Assigned task ::
Could you show each line of the records that contains the word "count"?

Records from a dataset
________________

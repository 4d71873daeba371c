//! Audio label from the primary audio track.
//!
//! The format comes from the commercial name when one is present, otherwise
//! from the technical tag. Channels are credited from the wider of the
//! delivered and original layouts.

use crate::types::AudioTrackInfo;
use tracing::debug;

/// Channel count split into main channels and LFE.
#[derive(Debug, Clone, Copy, PartialEq, Eq, Hash)]
#[cfg_attr(feature = "serde", derive(serde::Serialize, serde::Deserialize))]
pub struct Channels {
    pub main: u32,
    pub lfe: bool,
}

impl std::fmt::Display for Channels {
    fn fmt(&self, f: &mut std::fmt::Formatter<'_>) -> std::fmt::Result {
        write!(f, "{}.{}", self.main, u8::from(self.lfe))
    }
}

/// A resolved audio label.
#[derive(Debug, Clone, PartialEq, Eq)]
#[cfg_attr(feature = "serde", derive(serde::Serialize, serde::Deserialize))]
pub struct AudioLabel {
    /// Abbreviated format (e.g. "DDP", "DTS-HD MA"), or the raw tag when
    /// the format is not recognised.
    pub format: String,
    pub atmos: bool,
    pub channels: Option<Channels>,
    /// False when `format` is a raw tag fallback.
    pub recognized: bool,
}

impl std::fmt::Display for AudioLabel {
    /// Descriptive form: `DDP Atmos 5.1`.
    fn fmt(&self, f: &mut std::fmt::Formatter<'_>) -> std::fmt::Result {
        f.write_str(&self.format)?;
        if self.atmos {
            f.write_str(" Atmos")?;
        }
        if let Some(channels) = self.channels {
            write!(f, " {}", channels)?;
        }
        Ok(())
    }
}

impl AudioLabel {
    /// Dotted form: `DDP5.1.Atmos`, `DTS-HD.MA7.1`.
    ///
    /// Spaces inside the format become dots (`DD 5.1` gives `DD5.1`), the
    /// channel count is appended without a separator and Atmos goes last, so
    /// every word of the extended form survives as its own dotted token.
    pub fn compact(&self) -> String {
        let mut out = self.format.replace(' ', ".");
        if let Some(channels) = self.channels {
            out.push_str(&channels.to_string());
        }
        if self.atmos {
            out.push_str(".Atmos");
        }
        out
    }
}

fn commercial_format(commercial: &str) -> Option<&'static str> {
    // Longer names first: "Dolby Digital Plus" contains "Dolby Digital".
    if commercial.contains("Dolby Digital Plus") {
        Some("DDP")
    } else if commercial.contains("Dolby Digital") {
        Some("DD")
    } else if commercial.contains("TrueHD") {
        Some("TrueHD")
    } else if commercial.contains("DTS-HD Master Audio") {
        Some("DTS-HD MA")
    } else if commercial.contains("DTS-HD High Resolution") {
        Some("DTS-HD HR")
    } else if commercial.contains("DTS-ES") {
        Some("DTS-ES")
    } else if commercial.contains("DTS") {
        Some("DTS")
    } else {
        None
    }
}

fn technical_format(track: &AudioTrackInfo) -> Option<&'static str> {
    let format = track.format.as_deref().unwrap_or_default();
    let mapped = match format {
        "E-AC-3" => Some("EAC3"),
        "MLP FBA" => Some("TrueHD"),
        "DTS" => Some("DTS"),
        "AAC" => Some("AAC"),
        "PCM" => Some("PCM"),
        "AC-3" => Some("DD"),
        "FLAC" => Some("FLAC"),
        "Opus" => Some("OPUS"),
        _ => None,
    };
    if mapped.is_some() {
        return mapped;
    }

    if format == "MPEG Audio" && track.format_profile.as_deref() == Some("Layer 3") {
        Some("MP3")
    } else if track.endianness.as_deref() == Some("Little") {
        Some("LPCM")
    } else if format.contains("Vorbis") {
        Some("Vorbis")
    } else {
        None
    }
}

fn channels(track: &AudioTrackInfo) -> Option<Channels> {
    let count = match (track.channels, track.channels_original) {
        (Some(a), Some(b)) => a.max(b),
        (a, b) => a.or(b)?,
    };
    let layout = track
        .channel_layout_original
        .as_deref()
        .or(track.channel_layout.as_deref())
        .unwrap_or_default();

    if layout.contains("LFE") {
        Some(Channels {
            main: count.saturating_sub(1),
            lfe: true,
        })
    } else {
        Some(Channels {
            main: count,
            lfe: false,
        })
    }
}

/// Resolve the audio label for a track.
pub fn resolve(track: &AudioTrackInfo) -> AudioLabel {
    let commercial = track.commercial.as_deref().unwrap_or_default();
    let (format, atmos, recognized) = match commercial_format(commercial) {
        Some(format) => (format.to_string(), commercial.contains("Atmos"), true),
        None => match technical_format(track) {
            Some(format) => (format.to_string(), false, true),
            None => {
                let raw = track
                    .format
                    .clone()
                    .filter(|f| !f.is_empty())
                    .unwrap_or_else(|| "Audio".to_string());
                (raw, false, false)
            }
        },
    };

    let label = AudioLabel {
        format,
        atmos,
        channels: channels(track),
        recognized,
    };
    debug!(audio = %label, recognized, "resolved audio label");
    label
}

________________

Response to the exercise ::
/// Channel count split into main channels and LFE.
    /// channel count is appended without a separator and Atmos goes last, so
    let count = match (track.channels, track.channels_original) {
            main: count.saturating_sub(1),
            main: count,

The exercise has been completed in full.